Greetings all! (Read 1238 times)

Offline ratman

  • Newbie
  • *
  • Posts: 1
Greetings all!
« on: June 17, 2015, 03:34:43 PM »
new member here, thanke for your hospitality...well, i always wanted an upright, and yesterday i got my wish! my good friend Pascal from the band Hypocryths brought one over and dumped it on me lol...we had a TIME moving it i can tell ya! completely made of Rosewood from the 1800's...and so i was wondering if you guys could help me identify exactly what i have...it looks like someone painted it eons ago cuz theres no markings on the front of it like one would usually find...so i took a few pix...check it out n lemme know what yas think, i sure would like to know what the heck it is...thanks in advance!



this would appear to be the serial or model number
the only other markings i found on it was this plate on the inside front





Offline indianajo

  • PS Silver Member
  • Sr.
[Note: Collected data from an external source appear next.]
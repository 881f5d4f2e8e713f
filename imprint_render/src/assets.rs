// Copyright 2026 the Imprint Authors
// SPDX-License-Identifier: Apache-2.0 OR MIT

//! Asset stores resolving the opaque references carried by documents.
//!
//! Documents refer to fonts by family name, images by [`ImageRef`], and icons
//! by [`IconId`]; the stores here map those references to concrete bytes and
//! geometry. A renderer with empty stores still renders every document, it
//! just degrades: text lays out with heuristic metrics and draws no glyphs,
//! and missing images/icons are skipped with a warning.

use std::sync::Arc;

use hashbrown::HashMap;
use imprint_schema::{IconId, ImageRef, PathCmd};

/// Font bytes registered per family name.
#[derive(Clone, Debug, Default)]
pub struct FontStore {
    families: HashMap<String, Arc<Vec<u8>>>,
}

impl FontStore {
    /// An empty store.
    pub fn new() -> Self {
        Self::default()
    }

    /// Register font bytes for a family name, replacing any prior entry.
    pub fn register(&mut self, family: impl Into<String>, bytes: Vec<u8>) {
        self.families.insert(family.into(), Arc::new(bytes));
    }

    /// Look up the font bytes for a family.
    pub fn get(&self, family: &str) -> Option<&[u8]> {
        self.families.get(family).map(|b| b.as_slice())
    }
}

/// Decoded RGBA8 pixels for an image asset.
#[derive(Clone, Debug, PartialEq, Eq)]
pub struct RasterImage {
    /// Width in pixels.
    pub width: u32,
    /// Height in pixels.
    pub height: u32,
    /// Unpremultiplied RGBA8 bytes, row-major, `width * height * 4` long.
    pub pixels: Vec<u8>,
}

impl RasterImage {
    /// A single-color image, mostly useful in tests.
    pub fn solid(width: u32, height: u32, rgba: [u8; 4]) -> Self {
        let mut pixels = Vec::with_capacity((width * height * 4) as usize);
        for _ in 0..width * height {
            pixels.extend_from_slice(&rgba);
        }
        Self {
            width,
            height,
            pixels,
        }
    }
}

/// Image content registered per [`ImageRef`].
#[derive(Clone, Debug, Default)]
pub struct ImageStore {
    images: HashMap<String, Arc<RasterImage>>,
}

impl ImageStore {
    /// An empty store.
    pub fn new() -> Self {
        Self::default()
    }

    /// Register image content under a reference key.
    pub fn register(&mut self, key: impl Into<String>, image: RasterImage) {
        self.images.insert(key.into(), Arc::new(image));
    }

    /// Resolve an image reference.
    pub fn get(&self, image: &ImageRef) -> Option<&RasterImage> {
        self.images.get(&image.0).map(|i| i.as_ref())
    }
}

/// Vector geometry for a symbolic icon, expressed in a square viewbox.
#[derive(Clone, Debug, PartialEq)]
pub struct IconGlyph {
    /// Path geometry in viewbox coordinates.
    pub commands: Vec<PathCmd>,
    /// Side length of the square viewbox the commands are expressed in.
    pub viewbox: f32,
}

/// Icon geometry registered per [`IconId`].
#[derive(Clone, Debug, Default)]
pub struct IconStore {
    icons: HashMap<String, Arc<IconGlyph>>,
}

impl IconStore {
    /// An empty store.
    pub fn new() -> Self {
        Self::default()
    }

    /// Register icon geometry under an id.
    pub fn register(&mut self, id: impl Into<String>, glyph: IconGlyph) {
        self.icons.insert(id.into(), Arc::new(glyph));
    }

    /// Resolve an icon id.
    pub fn get(&self, icon: &IconId) -> Option<&IconGlyph> {
        self.icons.get(&icon.0).map(|g| g.as_ref())
    }
}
Member
  • ***
  • Posts: 1105
Re: Greetings all!
«Reply #1 on: June 17, 2015, 09:29:31 PM »
That is a nice looking case.
A lot of pianos were built from kits prior to the depression (1932) by lots of local manufacturers.  While a few of the names survived, a  lot of great pianos were built by absolute nobodies.  It all depended on the quality of the kit.  (my grandfather bought my Mother a real stinker, so there was trash being sold even then).  One sign of quality, how many dampers are missing from the upper octaves.  You'll notice many of the saved models, gutted player pianos, are missing the most dampers.  Player pianos were not the best sounding models, I've been avoiding them despite the offer of a free one a couple of years ago. I can't count the missing dampers in your photographs.
Another sign of quality, now much string (wire) is above the hammers on the top octave.  Cost cutter pianos have no extra string up there, which throws the overtones out of tune and less resonant, than pianos with an inch or so of string above the top octave hammers. 
Congratulations on still being able to move one of these behemoths.  I've wanted one for years, for the tinkly tone that so matches Scott Joplin, Fats Waller, and oddly enough, Beethoven.  But I've gone past the age where I can carry half of one of these myself, and mostly when I try to hire helpers, they hear the word piano or organ and run away, far away.  The pro movers in town won't move these for the flat rate, either.
As far as the Beethoven reference, I heard an "original" Beethoven played grand piano recorded on north German radio a few years ago, a hall in Wuppertall I believe.  The tinkly tone sounded remarkably like a 1920's US upright.
These can be amazingly fast, if you got the right one.  Watch JoAnne Castle make one dance on old Lawrence Welk reruns, if you don't believe me.  I've certainly played a lot of them in Sunday School assembly rooms over the years.  They seem to be Indestructable, if you can forgive the frequently missing ivories.  A plastic part and a little super glue works wonders for that little problem.  
Watch getting pros to work on them.  A minister friend had his tuned, and the tuner included a quote for "total restoration".  About $2000, he wanted. Money grubber.  I've played the thing, and there is not much wrong with it.  
Check out yours, looking for sticky keys, hammer shafts that wobble, dampers that don't quite hold the sound in.  The parts are all still available, and I can't see repairing one is all that much more difficult than repairing motor vehicles or furniture.  There are plenty of helpful videos on U-tube if your computer is up to that.  First hint, get a tuning wrench, and a tuning LP or CD. I tune mine to the hammond organ. convenient if you own one.  Much easier than trying to tune in octaves from the middle notes.  I bought the something 18 wrench from Steve's piano service in Minnesota. She is a nice lady and quite knowledgeable. The longer arm wrench (plastic handle)  makes it easier on my non-professional forearms.  Before ordering, measure the head of the tuning pins to make sure they are standard.  A 1/4" drive socket backwards should settle down about half way on the pins.  There are weird oblong head pins around, so take a look before you pay the freight.    
All the hyper ventilating about "stretch" in the top octave I have decided to discount.  I tuned the most recent piano to an Allen 301 organ, which definitely does not have stretch.  Tuning to a big speaker (I used a 4 x 10 car speaker) seems to focus your ears on the fundamental of the top octave, whereas tuning in octaves to the middle notes my ear tends to hear the out of tune harmonics of the top octave, and get it wrong.  I like what result I got to that Wurlitzer I tuned in the fellowship hall at the church downtown. Some people tune to a cell phone ap. I don't see how that can work really with the tiny speaker. I had to replace the 4x10 extension speaker with the actual Allen 12" speakers (turned up loud to make it through the door into the fellowship hall) to tune the bass notes properly.  
Have fun.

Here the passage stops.